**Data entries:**
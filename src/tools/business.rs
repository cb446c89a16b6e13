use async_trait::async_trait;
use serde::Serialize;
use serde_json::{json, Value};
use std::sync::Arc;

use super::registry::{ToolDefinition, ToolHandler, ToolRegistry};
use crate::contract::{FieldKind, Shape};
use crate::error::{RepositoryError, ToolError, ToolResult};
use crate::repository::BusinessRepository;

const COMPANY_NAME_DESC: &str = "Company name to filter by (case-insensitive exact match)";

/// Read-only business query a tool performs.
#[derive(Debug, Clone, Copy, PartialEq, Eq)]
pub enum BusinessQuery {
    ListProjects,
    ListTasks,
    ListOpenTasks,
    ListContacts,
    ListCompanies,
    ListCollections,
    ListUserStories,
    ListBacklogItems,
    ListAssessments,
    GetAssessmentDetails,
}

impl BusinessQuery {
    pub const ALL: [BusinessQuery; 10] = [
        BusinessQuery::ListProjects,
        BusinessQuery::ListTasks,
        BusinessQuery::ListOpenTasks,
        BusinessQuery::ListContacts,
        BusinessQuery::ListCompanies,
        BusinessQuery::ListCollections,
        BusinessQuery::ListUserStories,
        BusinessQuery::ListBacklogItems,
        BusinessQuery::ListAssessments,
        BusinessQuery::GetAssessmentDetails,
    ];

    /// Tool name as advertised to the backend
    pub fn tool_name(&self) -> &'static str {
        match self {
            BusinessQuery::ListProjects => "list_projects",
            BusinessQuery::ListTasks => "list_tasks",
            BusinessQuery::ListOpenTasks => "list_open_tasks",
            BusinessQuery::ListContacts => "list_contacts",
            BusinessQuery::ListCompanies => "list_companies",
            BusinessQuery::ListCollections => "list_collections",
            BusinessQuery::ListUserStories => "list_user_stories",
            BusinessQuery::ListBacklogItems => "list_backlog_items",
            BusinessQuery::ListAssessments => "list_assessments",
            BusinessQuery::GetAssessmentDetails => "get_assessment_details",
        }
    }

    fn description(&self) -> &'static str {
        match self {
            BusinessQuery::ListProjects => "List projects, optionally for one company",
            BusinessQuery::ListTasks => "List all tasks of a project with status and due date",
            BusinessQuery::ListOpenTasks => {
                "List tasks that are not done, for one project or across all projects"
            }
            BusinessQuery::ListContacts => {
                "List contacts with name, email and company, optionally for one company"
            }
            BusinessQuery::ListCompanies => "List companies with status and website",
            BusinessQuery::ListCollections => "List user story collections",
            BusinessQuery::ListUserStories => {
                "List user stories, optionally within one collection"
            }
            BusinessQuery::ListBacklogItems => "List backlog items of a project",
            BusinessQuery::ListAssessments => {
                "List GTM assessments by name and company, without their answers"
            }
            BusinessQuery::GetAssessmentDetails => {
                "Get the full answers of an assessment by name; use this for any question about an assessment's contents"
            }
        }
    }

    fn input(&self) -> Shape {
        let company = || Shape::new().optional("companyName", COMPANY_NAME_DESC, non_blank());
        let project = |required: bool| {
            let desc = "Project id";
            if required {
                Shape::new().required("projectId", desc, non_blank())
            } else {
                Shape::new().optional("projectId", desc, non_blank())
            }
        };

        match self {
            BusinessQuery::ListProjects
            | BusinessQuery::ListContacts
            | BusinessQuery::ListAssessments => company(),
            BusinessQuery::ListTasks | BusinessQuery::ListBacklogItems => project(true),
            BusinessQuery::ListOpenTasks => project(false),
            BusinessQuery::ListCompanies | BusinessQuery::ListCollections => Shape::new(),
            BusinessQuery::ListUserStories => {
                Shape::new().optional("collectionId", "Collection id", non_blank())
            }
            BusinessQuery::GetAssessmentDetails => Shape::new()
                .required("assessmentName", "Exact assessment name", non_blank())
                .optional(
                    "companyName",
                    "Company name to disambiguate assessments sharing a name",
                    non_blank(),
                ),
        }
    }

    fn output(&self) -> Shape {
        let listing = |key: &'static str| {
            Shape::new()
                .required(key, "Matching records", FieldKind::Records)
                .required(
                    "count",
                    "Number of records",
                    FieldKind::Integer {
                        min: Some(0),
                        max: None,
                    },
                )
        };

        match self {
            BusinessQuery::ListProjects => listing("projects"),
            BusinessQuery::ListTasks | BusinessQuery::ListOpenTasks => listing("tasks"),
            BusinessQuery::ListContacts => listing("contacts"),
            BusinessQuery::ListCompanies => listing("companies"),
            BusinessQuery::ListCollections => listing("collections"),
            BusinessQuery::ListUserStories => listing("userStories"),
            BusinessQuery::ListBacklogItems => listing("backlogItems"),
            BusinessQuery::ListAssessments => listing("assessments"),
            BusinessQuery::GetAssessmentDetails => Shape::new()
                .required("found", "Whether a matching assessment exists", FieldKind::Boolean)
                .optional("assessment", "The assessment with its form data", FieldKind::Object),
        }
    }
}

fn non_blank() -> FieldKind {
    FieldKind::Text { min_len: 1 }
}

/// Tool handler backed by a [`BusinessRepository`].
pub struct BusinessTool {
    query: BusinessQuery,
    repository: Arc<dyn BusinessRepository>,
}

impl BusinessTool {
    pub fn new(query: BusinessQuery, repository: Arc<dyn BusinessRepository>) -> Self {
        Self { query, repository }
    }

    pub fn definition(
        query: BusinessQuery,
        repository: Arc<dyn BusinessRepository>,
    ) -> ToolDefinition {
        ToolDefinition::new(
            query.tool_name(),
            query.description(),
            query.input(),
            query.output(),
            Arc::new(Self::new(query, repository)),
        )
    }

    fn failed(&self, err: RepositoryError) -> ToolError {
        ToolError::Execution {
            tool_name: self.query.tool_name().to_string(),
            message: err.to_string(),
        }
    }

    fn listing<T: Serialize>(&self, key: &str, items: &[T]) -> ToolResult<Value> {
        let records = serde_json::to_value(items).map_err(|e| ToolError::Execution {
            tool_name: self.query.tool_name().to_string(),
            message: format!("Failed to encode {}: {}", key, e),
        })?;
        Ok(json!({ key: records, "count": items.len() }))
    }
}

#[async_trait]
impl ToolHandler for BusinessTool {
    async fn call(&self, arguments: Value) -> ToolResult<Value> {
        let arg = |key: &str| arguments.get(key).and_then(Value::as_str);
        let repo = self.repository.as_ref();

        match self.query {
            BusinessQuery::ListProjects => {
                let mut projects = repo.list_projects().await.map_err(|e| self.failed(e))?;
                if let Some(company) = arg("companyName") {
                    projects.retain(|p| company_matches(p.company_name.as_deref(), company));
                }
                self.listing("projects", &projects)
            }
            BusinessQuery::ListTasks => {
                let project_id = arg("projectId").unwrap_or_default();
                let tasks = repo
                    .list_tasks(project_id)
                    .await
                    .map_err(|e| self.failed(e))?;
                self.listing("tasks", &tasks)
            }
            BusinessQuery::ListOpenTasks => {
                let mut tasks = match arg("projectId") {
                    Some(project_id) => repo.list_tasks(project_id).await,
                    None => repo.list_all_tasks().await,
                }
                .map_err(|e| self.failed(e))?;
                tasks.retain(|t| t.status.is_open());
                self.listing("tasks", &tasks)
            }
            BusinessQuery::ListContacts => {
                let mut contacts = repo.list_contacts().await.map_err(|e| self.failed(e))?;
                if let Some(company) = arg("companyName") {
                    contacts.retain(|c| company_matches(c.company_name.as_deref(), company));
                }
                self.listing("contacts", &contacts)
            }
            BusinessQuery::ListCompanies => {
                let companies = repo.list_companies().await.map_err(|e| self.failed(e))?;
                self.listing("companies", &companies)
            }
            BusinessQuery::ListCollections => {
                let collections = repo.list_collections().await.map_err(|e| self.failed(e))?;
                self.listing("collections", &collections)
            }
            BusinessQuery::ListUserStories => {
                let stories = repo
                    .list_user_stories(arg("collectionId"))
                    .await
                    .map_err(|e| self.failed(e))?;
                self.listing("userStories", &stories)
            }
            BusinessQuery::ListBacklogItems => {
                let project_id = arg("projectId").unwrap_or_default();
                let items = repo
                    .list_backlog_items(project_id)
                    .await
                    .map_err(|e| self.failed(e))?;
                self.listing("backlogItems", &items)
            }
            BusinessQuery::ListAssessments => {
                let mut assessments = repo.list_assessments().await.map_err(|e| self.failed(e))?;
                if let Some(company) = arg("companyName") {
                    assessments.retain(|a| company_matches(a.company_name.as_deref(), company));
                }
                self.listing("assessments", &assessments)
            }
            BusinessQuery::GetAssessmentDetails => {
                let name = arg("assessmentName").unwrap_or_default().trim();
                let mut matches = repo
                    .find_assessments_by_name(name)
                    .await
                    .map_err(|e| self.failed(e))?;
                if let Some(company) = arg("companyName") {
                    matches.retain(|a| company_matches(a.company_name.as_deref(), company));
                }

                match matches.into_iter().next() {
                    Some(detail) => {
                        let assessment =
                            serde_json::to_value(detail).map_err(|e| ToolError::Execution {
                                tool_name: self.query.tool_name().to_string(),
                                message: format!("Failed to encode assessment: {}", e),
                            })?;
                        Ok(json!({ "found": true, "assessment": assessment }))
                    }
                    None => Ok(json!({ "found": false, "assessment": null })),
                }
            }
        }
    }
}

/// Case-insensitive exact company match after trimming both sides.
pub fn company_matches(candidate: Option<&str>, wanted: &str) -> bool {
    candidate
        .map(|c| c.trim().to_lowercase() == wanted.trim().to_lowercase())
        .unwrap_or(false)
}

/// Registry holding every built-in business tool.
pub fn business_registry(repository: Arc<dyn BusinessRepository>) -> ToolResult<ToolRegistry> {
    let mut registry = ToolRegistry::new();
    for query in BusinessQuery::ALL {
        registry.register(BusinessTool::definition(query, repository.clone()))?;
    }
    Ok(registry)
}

**Exercise aim:** Working through the records, find each line containing the word "message" and copy it.

**Problem solution:**
            message: err.to_string(),
            message: format!("Failed to encode {}: {}", key, e),
                                message: format!("Failed to encode assessment: {}", e),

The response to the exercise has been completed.